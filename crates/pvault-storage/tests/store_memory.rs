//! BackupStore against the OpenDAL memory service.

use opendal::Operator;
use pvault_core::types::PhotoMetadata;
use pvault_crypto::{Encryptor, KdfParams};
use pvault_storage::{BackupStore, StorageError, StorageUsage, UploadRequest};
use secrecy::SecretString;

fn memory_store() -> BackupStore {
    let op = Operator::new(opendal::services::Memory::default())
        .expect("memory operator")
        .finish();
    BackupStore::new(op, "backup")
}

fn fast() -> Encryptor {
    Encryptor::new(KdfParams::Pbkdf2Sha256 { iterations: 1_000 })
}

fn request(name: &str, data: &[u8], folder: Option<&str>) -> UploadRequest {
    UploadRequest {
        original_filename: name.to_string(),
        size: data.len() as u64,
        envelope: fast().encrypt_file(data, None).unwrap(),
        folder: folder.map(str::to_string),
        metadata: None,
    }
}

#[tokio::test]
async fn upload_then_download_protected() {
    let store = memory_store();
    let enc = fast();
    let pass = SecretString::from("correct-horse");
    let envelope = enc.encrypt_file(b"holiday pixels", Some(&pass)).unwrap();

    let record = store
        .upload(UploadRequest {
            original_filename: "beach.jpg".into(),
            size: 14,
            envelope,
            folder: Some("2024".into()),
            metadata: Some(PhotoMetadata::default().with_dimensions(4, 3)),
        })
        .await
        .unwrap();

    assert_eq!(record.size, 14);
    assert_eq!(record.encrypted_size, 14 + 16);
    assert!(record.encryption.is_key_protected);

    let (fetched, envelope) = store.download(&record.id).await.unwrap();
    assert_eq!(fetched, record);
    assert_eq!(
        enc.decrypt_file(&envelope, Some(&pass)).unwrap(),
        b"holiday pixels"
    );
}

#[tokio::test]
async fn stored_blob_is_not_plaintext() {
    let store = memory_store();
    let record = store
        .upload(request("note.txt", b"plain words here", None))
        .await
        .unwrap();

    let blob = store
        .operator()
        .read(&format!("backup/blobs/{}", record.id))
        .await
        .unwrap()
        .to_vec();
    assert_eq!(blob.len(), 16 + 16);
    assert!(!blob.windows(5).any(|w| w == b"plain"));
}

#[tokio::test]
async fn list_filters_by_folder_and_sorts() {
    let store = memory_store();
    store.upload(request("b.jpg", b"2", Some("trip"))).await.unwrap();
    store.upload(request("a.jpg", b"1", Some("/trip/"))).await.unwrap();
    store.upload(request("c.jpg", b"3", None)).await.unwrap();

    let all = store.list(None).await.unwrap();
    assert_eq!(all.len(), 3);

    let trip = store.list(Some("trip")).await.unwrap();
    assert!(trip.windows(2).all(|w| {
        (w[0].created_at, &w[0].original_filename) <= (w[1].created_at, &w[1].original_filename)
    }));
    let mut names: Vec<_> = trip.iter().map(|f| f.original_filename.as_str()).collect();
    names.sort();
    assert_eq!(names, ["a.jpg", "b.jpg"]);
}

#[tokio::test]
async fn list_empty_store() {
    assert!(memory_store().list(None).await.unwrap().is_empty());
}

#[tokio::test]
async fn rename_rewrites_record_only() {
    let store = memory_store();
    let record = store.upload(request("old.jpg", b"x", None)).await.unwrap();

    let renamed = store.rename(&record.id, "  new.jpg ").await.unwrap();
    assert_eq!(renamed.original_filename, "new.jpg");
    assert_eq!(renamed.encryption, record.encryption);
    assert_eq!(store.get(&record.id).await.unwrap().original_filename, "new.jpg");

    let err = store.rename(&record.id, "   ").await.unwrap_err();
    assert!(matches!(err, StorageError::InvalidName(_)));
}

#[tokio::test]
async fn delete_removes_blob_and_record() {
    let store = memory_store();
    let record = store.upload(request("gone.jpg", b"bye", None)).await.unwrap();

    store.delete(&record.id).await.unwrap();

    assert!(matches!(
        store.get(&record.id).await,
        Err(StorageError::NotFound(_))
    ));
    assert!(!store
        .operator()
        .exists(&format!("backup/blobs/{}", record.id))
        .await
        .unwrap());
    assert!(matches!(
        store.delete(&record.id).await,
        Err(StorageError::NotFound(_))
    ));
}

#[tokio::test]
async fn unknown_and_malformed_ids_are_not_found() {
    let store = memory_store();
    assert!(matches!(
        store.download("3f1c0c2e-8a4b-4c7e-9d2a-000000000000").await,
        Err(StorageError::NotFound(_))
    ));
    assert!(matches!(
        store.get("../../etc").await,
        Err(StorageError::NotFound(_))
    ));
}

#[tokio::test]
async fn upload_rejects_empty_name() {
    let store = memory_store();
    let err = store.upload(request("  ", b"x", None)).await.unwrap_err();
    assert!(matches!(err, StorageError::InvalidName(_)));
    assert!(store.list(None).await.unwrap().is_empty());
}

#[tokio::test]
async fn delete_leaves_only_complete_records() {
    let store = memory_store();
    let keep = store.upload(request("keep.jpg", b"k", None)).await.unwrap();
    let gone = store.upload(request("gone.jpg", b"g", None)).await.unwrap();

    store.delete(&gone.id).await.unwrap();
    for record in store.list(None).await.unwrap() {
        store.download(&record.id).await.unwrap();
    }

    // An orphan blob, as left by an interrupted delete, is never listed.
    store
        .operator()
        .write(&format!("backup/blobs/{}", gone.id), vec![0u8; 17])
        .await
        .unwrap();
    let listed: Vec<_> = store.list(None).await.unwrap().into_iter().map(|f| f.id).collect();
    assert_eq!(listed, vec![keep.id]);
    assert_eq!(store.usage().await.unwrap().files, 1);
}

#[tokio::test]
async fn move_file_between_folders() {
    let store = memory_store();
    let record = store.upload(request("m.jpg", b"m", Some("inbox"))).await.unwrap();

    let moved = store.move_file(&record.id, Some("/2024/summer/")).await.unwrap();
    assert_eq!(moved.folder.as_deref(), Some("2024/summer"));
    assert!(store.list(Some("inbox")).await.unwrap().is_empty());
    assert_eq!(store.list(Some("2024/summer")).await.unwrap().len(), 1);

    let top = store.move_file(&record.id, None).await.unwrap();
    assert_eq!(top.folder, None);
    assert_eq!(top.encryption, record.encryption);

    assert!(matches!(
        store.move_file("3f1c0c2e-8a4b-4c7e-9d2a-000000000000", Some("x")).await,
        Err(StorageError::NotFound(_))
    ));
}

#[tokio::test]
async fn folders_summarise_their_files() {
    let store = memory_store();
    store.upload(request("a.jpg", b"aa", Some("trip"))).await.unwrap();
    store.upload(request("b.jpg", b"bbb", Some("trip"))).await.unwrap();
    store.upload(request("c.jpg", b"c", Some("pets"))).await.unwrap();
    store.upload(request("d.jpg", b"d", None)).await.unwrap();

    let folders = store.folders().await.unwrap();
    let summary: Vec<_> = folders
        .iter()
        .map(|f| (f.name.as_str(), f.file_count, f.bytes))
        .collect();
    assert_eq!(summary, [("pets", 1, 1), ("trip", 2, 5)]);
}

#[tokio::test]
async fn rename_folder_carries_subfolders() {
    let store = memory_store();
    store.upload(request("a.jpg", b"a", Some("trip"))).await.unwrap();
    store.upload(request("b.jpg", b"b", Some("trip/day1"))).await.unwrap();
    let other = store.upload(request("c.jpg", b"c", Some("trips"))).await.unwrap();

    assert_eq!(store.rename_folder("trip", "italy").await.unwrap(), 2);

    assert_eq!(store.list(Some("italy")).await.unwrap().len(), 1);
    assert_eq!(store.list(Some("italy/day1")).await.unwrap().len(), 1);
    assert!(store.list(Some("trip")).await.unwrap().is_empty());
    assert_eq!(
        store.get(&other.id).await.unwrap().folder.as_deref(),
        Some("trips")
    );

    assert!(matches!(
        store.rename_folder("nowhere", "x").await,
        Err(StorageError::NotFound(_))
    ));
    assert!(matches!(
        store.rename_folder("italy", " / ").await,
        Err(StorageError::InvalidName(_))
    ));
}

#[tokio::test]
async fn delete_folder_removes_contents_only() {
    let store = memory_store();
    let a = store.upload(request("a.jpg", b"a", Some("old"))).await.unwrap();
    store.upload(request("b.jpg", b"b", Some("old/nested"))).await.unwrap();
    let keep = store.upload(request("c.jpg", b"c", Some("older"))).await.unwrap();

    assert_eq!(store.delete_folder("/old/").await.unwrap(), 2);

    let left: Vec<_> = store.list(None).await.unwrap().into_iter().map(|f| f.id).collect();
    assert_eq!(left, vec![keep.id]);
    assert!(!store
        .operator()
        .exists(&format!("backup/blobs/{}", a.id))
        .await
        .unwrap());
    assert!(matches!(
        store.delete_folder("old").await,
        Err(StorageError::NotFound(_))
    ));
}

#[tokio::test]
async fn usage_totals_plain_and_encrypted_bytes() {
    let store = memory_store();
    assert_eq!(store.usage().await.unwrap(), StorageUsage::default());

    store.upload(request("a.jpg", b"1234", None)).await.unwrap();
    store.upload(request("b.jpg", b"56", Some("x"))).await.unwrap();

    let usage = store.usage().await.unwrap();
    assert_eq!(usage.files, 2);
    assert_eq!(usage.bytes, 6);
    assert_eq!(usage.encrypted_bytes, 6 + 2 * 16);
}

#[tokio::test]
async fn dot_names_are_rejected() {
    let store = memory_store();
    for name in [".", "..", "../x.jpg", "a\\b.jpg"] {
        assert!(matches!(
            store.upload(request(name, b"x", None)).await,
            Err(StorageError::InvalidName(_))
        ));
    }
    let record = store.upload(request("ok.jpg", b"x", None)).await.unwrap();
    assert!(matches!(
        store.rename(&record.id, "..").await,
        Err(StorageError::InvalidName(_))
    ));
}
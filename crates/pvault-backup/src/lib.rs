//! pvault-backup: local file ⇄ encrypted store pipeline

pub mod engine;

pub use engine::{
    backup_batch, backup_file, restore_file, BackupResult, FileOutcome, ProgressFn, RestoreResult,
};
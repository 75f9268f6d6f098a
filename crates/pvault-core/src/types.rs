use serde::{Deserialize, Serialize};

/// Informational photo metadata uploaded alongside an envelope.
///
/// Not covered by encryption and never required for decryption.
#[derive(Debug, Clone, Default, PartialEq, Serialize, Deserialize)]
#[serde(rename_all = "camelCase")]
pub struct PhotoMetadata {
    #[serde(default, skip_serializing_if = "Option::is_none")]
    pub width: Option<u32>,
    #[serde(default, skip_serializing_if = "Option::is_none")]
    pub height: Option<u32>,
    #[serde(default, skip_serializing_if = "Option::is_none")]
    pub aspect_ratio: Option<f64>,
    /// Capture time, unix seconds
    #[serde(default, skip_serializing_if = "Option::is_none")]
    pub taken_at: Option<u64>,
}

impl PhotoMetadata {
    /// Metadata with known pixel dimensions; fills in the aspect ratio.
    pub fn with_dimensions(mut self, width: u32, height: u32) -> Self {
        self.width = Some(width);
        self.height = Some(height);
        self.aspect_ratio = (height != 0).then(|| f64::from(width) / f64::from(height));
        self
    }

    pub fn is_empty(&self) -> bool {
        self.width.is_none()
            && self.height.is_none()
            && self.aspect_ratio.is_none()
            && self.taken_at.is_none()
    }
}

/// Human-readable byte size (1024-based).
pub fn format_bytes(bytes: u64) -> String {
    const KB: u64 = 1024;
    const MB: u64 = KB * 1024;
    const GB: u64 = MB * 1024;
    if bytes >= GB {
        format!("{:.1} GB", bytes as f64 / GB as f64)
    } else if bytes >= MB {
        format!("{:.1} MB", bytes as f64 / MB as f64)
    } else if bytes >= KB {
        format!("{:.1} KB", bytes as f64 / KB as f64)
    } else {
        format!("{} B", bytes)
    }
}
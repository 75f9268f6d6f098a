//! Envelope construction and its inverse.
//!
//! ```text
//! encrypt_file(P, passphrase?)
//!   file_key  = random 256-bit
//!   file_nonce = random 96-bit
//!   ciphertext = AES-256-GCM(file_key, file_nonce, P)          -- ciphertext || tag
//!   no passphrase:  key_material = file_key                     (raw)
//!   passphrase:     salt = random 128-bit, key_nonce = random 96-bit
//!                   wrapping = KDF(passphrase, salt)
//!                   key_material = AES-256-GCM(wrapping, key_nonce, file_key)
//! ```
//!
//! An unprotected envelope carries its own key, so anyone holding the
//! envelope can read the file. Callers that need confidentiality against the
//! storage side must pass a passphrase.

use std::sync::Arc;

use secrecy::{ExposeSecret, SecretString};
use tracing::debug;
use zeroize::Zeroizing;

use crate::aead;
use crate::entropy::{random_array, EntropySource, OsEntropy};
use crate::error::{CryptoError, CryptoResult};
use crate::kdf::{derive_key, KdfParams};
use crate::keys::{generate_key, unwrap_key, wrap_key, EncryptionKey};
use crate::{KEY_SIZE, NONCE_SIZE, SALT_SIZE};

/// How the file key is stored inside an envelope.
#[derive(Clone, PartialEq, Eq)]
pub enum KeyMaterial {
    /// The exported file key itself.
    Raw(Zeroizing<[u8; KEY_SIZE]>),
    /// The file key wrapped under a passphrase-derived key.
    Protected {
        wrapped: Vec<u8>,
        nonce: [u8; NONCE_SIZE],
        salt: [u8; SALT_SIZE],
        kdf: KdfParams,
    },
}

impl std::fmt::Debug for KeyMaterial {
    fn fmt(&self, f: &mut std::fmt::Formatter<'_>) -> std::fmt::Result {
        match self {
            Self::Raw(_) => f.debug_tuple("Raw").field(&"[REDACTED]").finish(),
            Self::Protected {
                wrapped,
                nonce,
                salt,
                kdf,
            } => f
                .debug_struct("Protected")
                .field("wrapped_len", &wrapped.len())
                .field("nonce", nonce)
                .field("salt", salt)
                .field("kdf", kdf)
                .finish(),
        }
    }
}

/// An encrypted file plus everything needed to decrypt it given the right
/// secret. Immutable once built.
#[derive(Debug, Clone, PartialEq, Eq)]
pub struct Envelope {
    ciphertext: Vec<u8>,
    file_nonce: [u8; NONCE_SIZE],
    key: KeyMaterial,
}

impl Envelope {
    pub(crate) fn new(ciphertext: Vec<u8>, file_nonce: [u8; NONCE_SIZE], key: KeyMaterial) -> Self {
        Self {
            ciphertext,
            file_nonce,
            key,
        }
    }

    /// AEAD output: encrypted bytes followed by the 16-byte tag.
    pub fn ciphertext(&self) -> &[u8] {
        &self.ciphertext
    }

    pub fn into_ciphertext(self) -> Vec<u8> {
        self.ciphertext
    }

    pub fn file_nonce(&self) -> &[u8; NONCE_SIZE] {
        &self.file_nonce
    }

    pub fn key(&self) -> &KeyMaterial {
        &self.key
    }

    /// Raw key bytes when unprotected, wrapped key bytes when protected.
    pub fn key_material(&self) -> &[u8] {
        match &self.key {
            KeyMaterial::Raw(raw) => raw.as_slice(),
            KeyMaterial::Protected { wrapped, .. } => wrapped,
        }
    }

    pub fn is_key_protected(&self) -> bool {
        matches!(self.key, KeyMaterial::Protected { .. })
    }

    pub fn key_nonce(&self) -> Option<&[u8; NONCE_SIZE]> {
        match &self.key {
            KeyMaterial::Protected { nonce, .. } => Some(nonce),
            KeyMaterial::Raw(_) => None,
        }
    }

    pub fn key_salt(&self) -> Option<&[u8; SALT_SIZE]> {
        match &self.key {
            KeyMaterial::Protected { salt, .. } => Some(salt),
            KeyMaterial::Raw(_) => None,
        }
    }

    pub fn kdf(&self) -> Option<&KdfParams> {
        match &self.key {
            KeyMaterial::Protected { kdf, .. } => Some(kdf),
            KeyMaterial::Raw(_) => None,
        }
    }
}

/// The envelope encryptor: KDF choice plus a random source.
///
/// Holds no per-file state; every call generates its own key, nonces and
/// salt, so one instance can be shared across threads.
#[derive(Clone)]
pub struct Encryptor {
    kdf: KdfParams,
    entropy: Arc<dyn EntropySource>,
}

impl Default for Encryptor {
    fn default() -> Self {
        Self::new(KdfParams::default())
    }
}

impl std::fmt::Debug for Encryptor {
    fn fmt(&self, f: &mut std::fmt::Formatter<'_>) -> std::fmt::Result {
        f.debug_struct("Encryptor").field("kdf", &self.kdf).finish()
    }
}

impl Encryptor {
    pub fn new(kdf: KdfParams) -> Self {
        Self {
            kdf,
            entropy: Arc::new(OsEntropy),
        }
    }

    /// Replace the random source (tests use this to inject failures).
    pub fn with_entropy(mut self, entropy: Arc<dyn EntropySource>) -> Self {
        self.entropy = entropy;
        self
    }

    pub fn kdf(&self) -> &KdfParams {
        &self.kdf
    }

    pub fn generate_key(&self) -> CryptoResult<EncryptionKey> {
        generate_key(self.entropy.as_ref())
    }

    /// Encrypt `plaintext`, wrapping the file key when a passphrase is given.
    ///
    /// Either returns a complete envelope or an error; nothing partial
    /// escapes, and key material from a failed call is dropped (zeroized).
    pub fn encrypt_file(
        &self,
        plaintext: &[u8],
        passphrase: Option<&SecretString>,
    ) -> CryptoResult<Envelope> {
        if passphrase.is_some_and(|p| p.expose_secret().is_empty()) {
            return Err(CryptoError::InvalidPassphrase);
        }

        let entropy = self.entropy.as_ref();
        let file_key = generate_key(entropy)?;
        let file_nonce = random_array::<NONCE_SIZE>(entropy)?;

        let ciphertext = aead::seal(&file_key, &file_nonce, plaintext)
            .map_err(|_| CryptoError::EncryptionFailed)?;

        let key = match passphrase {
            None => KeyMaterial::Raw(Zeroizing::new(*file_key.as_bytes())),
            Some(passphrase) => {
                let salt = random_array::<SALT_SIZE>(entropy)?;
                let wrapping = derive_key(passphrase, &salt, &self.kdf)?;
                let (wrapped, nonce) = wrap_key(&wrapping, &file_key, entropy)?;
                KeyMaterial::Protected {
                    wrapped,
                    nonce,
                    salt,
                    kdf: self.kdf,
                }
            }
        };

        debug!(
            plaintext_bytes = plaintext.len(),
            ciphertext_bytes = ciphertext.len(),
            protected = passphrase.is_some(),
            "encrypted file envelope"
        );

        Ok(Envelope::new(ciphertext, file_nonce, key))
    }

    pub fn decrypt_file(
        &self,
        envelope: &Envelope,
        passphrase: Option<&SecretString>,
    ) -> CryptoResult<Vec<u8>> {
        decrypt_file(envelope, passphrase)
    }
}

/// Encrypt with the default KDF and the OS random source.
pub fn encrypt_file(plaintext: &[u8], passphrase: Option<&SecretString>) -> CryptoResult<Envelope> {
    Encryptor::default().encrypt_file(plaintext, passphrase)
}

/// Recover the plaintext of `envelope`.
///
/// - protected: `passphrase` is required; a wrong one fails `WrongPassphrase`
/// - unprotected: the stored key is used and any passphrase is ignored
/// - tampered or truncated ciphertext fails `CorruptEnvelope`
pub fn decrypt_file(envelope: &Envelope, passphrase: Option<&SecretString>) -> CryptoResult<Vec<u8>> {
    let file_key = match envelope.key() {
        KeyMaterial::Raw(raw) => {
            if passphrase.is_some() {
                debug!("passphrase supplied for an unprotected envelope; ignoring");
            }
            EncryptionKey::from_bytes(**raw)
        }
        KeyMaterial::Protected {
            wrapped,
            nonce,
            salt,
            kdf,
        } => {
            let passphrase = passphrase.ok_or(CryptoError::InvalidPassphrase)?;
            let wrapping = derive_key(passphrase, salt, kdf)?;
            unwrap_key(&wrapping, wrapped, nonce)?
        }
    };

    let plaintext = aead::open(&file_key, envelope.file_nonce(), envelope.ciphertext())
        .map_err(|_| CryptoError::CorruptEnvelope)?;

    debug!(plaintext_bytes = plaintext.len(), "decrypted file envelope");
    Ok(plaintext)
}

_Exercise prompt:_
When the word "summary" shows up in a line of the entries, pull that line out.

_Answer section:_
    let summary: Vec<_> = folders
    assert_eq!(summary, [("pets", 1, 1), ("trip", 2, 5)]);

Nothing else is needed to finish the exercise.